-- WORKING DATA follows --

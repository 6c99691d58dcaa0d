//! The feed list: an ordered tree of feeds and folders under one home folder.
//!
//! [`FeedRegistry`] is the in-memory snapshot every query consults for feed
//! membership. Changes go through the feed operations on
//! [`Database`](crate::store::Database), which reindex the list, persist it
//! in one transaction, mirror it to the backup files and notify observers.
//!
//! Lock order: the registry lock is always taken before the connection lock.

pub mod backup;
pub mod reindex;

use std::collections::{HashMap, HashSet};

use crate::app::{BrookError, Result};
use crate::domain::{now_millis, DeletedState, EntryChange, Feed, FeedUpdate, NewFeed, StoreEvent};
use crate::store::cursor::{Direction, IndexCursor, KeyCursor, KeyRange};
use crate::store::engine::Txn;
use crate::store::keycode;
use crate::store::schema::FEED_DATE;
use crate::store::Database;

pub use reindex::reindex;

pub struct FeedRegistry {
    home: String,
    feeds: Vec<Feed>,
}

impl FeedRegistry {
    pub fn new(home: &str, feeds: Vec<Feed>) -> Self {
        Self {
            home: home.to_string(),
            feeds: reindex(feeds, home),
        }
    }

    pub fn home(&self) -> &str {
        &self.home
    }

    /// Feeds and folders in tree order.
    pub fn feeds(&self) -> &[Feed] {
        &self.feeds
    }

    pub fn get(&self, feed_id: &str) -> Option<&Feed> {
        self.feeds.iter().find(|f| f.feed_id == feed_id)
    }

    pub fn by_url(&self, url: &str) -> Option<&Feed> {
        self.feeds
            .iter()
            .find(|f| !f.is_folder && f.feed_url.as_deref() == Some(url))
    }

    pub fn is_folder(&self, feed_id: &str) -> bool {
        feed_id == self.home || self.get(feed_id).is_some_and(|f| f.is_folder)
    }

    /// Everything below `feed_id`, in tree order. The home folder's
    /// descendants are the whole list.
    pub fn descendants(&self, feed_id: &str) -> Vec<&Feed> {
        if feed_id == self.home {
            return self.feeds.iter().collect();
        }

        let mut inside: HashSet<&str> = HashSet::from([feed_id]);
        // Pre-order puts every descendant after its ancestor.
        let mut found = Vec::new();
        for feed in &self.feeds {
            if inside.contains(feed.parent.as_str()) {
                inside.insert(feed.feed_id.as_str());
                found.push(feed);
            }
        }
        found
    }

    /// Ids of the feeds a query may return entries from when it names no
    /// feed explicitly.
    pub fn active_feed_ids(&self, include_hidden: bool, include_excluded: bool) -> Vec<String> {
        self.feeds
            .iter()
            .filter(|f| !f.is_folder)
            .filter(|f| include_hidden || !f.is_hidden())
            .filter(|f| include_excluded || !f.omit_in_unread)
            .map(|f| f.feed_id.clone())
            .collect()
    }

    /// Feed ids below each of the given folders.
    pub fn feeds_in_folders<'a>(&self, folders: impl IntoIterator<Item = &'a str>) -> Vec<String> {
        let mut ids = Vec::new();
        let mut seen = HashSet::new();
        for folder in folders {
            for feed in self.descendants(folder) {
                if !feed.is_folder && seen.insert(feed.feed_id.clone()) {
                    ids.push(feed.feed_id.clone());
                }
            }
        }
        ids
    }

    fn next_folder_id(&self) -> String {
        next_folder_id(&self.home, &self.feeds)
    }

    pub(crate) fn replace(&mut self, feeds: Vec<Feed>) {
        self.feeds = feeds;
    }
}

impl Database {
    /// Reindex `feeds`, store them together with whatever `also` writes in
    /// one transaction, then refresh the snapshot and the backups.
    pub(crate) fn save_feed_list<T>(
        &self,
        registry: &mut FeedRegistry,
        feeds: Vec<Feed>,
        also: impl FnOnce(&mut Txn<'_>) -> Result<T>,
    ) -> Result<T> {
        let feeds = reindex(feeds, registry.home());
        let value = self.write(|txn| {
            let value = also(txn)?;
            txn.save_feeds(&feeds)?;
            Ok(value)
        })?;

        backup::write_all(&self.settings().backup_paths, &feeds);
        registry.replace(feeds);
        self.emit(StoreEvent::FeedListUpdated);
        Ok(value)
    }

    /// Subscribe to feeds and create folders. Returns the stored records in
    /// request order.
    pub fn add_feeds(&self, requests: Vec<NewFeed>) -> Result<Vec<Feed>> {
        let mut registry = self.registry_mut()?;
        let mut feeds = registry.feeds().to_vec();
        let mut added_ids = Vec::with_capacity(requests.len());

        for request in requests {
            let parent = request
                .parent
                .clone()
                .unwrap_or_else(|| registry.home().to_string());
            let parent_known = parent == registry.home()
                || feeds.iter().any(|f| f.is_folder && f.feed_id == parent);
            if !parent_known {
                return Err(BrookError::FeedNotFound(parent));
            }
            let row_index = feeds.len() as i64 + 1;

            if request.is_folder {
                let title = request.title.unwrap_or_else(|| "New folder".to_string());
                let id = next_folder_id(registry.home(), &feeds);
                let mut folder = Feed::new_folder(id.clone(), &title, &parent);
                folder.row_index = row_index;
                folder.date_modified = now_millis();
                tracing::info!("Created folder {} ({})", title, id);
                feeds.push(folder);
                added_ids.push(id);
                continue;
            }

            let url = request
                .url
                .ok_or_else(|| BrookError::Other("feed subscription without a URL".into()))?;
            url::Url::parse(&url)?;

            let existing = feeds
                .iter_mut()
                .find(|f| !f.is_folder && f.feed_url.as_deref() == Some(url.as_str()));
            match existing {
                Some(feed) if feed.is_hidden() => {
                    tracing::info!("Resubscribing to hidden feed {}", url);
                    feed.hidden = 0;
                    feed.parent = parent;
                    feed.row_index = row_index;
                    feed.date_modified = now_millis();
                    added_ids.push(feed.feed_id.clone());
                }
                Some(feed) => {
                    tracing::debug!("Already subscribed to {}", url);
                    added_ids.push(feed.feed_id.clone());
                }
                None => {
                    let mut feed = Feed::new_feed(&url, &parent);
                    if let Some(title) = request.title {
                        feed.title = title;
                    }
                    feed.row_index = row_index;
                    feed.date_modified = now_millis();
                    tracing::info!("Subscribed to {}", url);
                    added_ids.push(feed.feed_id.clone());
                    feeds.push(feed);
                }
            }
        }

        self.save_feed_list(&mut registry, feeds, |_| Ok(()))?;

        added_ids
            .iter()
            .map(|id| {
                registry
                    .get(id)
                    .cloned()
                    .ok_or_else(|| BrookError::FeedNotFound(id.clone()))
            })
            .collect()
    }

    pub fn modify_feed(&self, feed_id: &str, update: FeedUpdate) -> Result<Feed> {
        let mut registry = self.registry_mut()?;
        let mut feeds = registry.feeds().to_vec();

        if let Some(ref parent) = update.parent {
            if parent == feed_id || !registry.is_folder(parent) {
                return Err(BrookError::FeedNotFound(parent.clone()));
            }
            if registry.descendants(feed_id).iter().any(|f| &f.feed_id == parent) {
                return Err(BrookError::FolderCycle {
                    feed: feed_id.to_string(),
                    parent: parent.clone(),
                });
            }
        }
        if update.row_index.is_some() {
            // Leave odd slots free so the moved feed lands before the feed
            // currently holding the requested position.
            for feed in feeds.iter_mut() {
                feed.row_index *= 2;
            }
        }

        let feed = feeds
            .iter_mut()
            .find(|f| f.feed_id == feed_id)
            .ok_or_else(|| BrookError::FeedNotFound(feed_id.to_string()))?;
        update.apply(feed);
        if let Some(row_index) = update.row_index {
            feed.row_index = row_index.max(1) * 2 - 1;
        }
        feed.date_modified = now_millis();

        self.save_feed_list(&mut registry, feeds, |_| Ok(()))?;
        registry
            .get(feed_id)
            .cloned()
            .ok_or_else(|| BrookError::FeedNotFound(feed_id.to_string()))
    }

    /// Unsubscribe from a feed or remove a folder. Feeds are only hidden so
    /// their entries survive until the retention window runs out; folders
    /// are removed outright, and everything below them goes the same way.
    pub fn delete_feed(&self, feed_id: &str) -> Result<()> {
        let mut registry = self.registry_mut()?;
        let target = registry
            .get(feed_id)
            .ok_or_else(|| BrookError::FeedNotFound(feed_id.to_string()))?;

        let mut affected: HashSet<String> = HashSet::from([target.feed_id.clone()]);
        affected.extend(registry.descendants(feed_id).iter().map(|f| f.feed_id.clone()));

        let home = registry.home().to_string();
        let now = now_millis();
        let mut feeds = Vec::with_capacity(registry.feeds().len());
        for feed in registry.feeds() {
            if !affected.contains(&feed.feed_id) {
                feeds.push(feed.clone());
                continue;
            }
            if feed.is_folder {
                tracing::info!("Removing folder {}", feed.display_title());
                continue;
            }
            let mut feed = feed.clone();
            if !feed.is_hidden() {
                tracing::info!("Hiding feed {}", feed.display_title());
                feed.hidden = now;
            }
            if affected.contains(&feed.parent) {
                feed.parent = home.clone();
            }
            feeds.push(feed);
        }

        self.save_feed_list(&mut registry, feeds, |_| Ok(()))
    }

    /// Remove a feed together with all of its entries and revisions.
    pub fn purge_feed(&self, feed_id: &str) -> Result<()> {
        let mut registry = self.registry_mut()?;
        if registry.get(feed_id).is_none() {
            return Err(BrookError::FeedNotFound(feed_id.to_string()));
        }
        let feeds: Vec<Feed> = registry
            .feeds()
            .iter()
            .filter(|f| f.feed_id != feed_id)
            .cloned()
            .collect();

        let removed = self.save_feed_list(&mut registry, feeds, |txn| {
            let range = KeyRange::prefix(&keycode::encode_one(feed_id));
            let mut cursor = IndexCursor::new(txn.conn(), FEED_DATE.name, range, Direction::Next);
            let mut pks = Vec::new();
            while let Some(row) = cursor.advance()? {
                pks.push(row.pk);
            }

            let mut removed = Vec::with_capacity(pks.len());
            for pk in pks {
                if let Some(entry) = txn.entry_by_pk(&pk)? {
                    txn.delete_entry(&entry)?;
                    removed.push(entry.id);
                }
            }
            Ok(removed)
        })?;

        tracing::info!("Purged feed {} and {} entries", feed_id, removed.len());
        if !removed.is_empty() {
            self.emit(StoreEvent::EntriesUpdated {
                feeds: vec![feed_id.to_string()],
                entries: removed,
                change: EntryChange::Deleted(DeletedState::Deleted),
            });
        }
        Ok(())
    }

    /// Feed records keyed by id, for callers that resolve many ids at once.
    pub fn feed_map(&self) -> Result<HashMap<String, Feed>> {
        Ok(self
            .registry()?
            .feeds()
            .iter()
            .map(|f| (f.feed_id.clone(), f.clone()))
            .collect())
    }
}

/// Folder ids are small integers, one above the highest in use.
fn next_folder_id(home: &str, feeds: &[Feed]) -> String {
    let highest = feeds
        .iter()
        .filter(|f| f.is_folder)
        .map(|f| f.feed_id.as_str())
        .chain(std::iter::once(home))
        .filter_map(|id| id.parse::<u64>().ok())
        .max()
        .unwrap_or(0);
    (highest + 1).to_string()
}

-- WORKING DATA concluded --

### WHAT IS NEEDED
Print exactly the lines from the beginning of the entries through the line with "if feed_id == self.home". Output nothing more.

### OUTPUT FOR THIS EXERCISE
repository 6c99691d58dcaa0d
//! The feed list: an ordered tree of feeds and folders under one home folder.
//!
//! [`FeedRegistry`] is the in-memory snapshot every query consults for feed
//! membership. Changes go through the feed operations on
//! [`Database`](crate::store::Database), which reindex the list, persist it
//! in one transaction, mirror it to the backup files and notify observers.
//!
//! Lock order: the registry lock is always taken before the connection lock.

pub mod backup;
pub mod reindex;

use std::collections::{HashMap, HashSet};

use crate::app::{BrookError, Result};
use crate::domain::{now_millis, DeletedState, EntryChange, Feed, FeedUpdate, NewFeed, StoreEvent};
use crate::store::cursor::{Direction, IndexCursor, KeyCursor, KeyRange};
use crate::store::engine::Txn;
use crate::store::keycode;
use crate::store::schema::FEED_DATE;
use crate::store::Database;

pub use reindex::reindex;

pub struct FeedRegistry {
    home: String,
    feeds: Vec<Feed>,
}

impl FeedRegistry {
    pub fn new(home: &str, feeds: Vec<Feed>) -> Self {
        Self {
            home: home.to_string(),
            feeds: reindex(feeds, home),
        }
    }

    pub fn home(&self) -> &str {
        &self.home
    }

    /// Feeds and folders in tree order.
    pub fn feeds(&self) -> &[Feed] {
        &self.feeds
    }

    pub fn get(&self, feed_id: &str) -> Option<&Feed> {
        self.feeds.iter().find(|f| f.feed_id == feed_id)
    }

    pub fn by_url(&self, url: &str) -> Option<&Feed> {
        self.feeds
            .iter()
            .find(|f| !f.is_folder && f.feed_url.as_deref() == Some(url))
    }

    pub fn is_folder(&self, feed_id: &str) -> bool {
        feed_id == self.home || self.get(feed_id).is_some_and(|f| f.is_folder)
    }

    /// Everything below `feed_id`, in tree order. The home folder's
    /// descendants are the whole list.
    pub fn descendants(&self, feed_id: &str) -> Vec<&Feed> {
        if feed_id == self.home {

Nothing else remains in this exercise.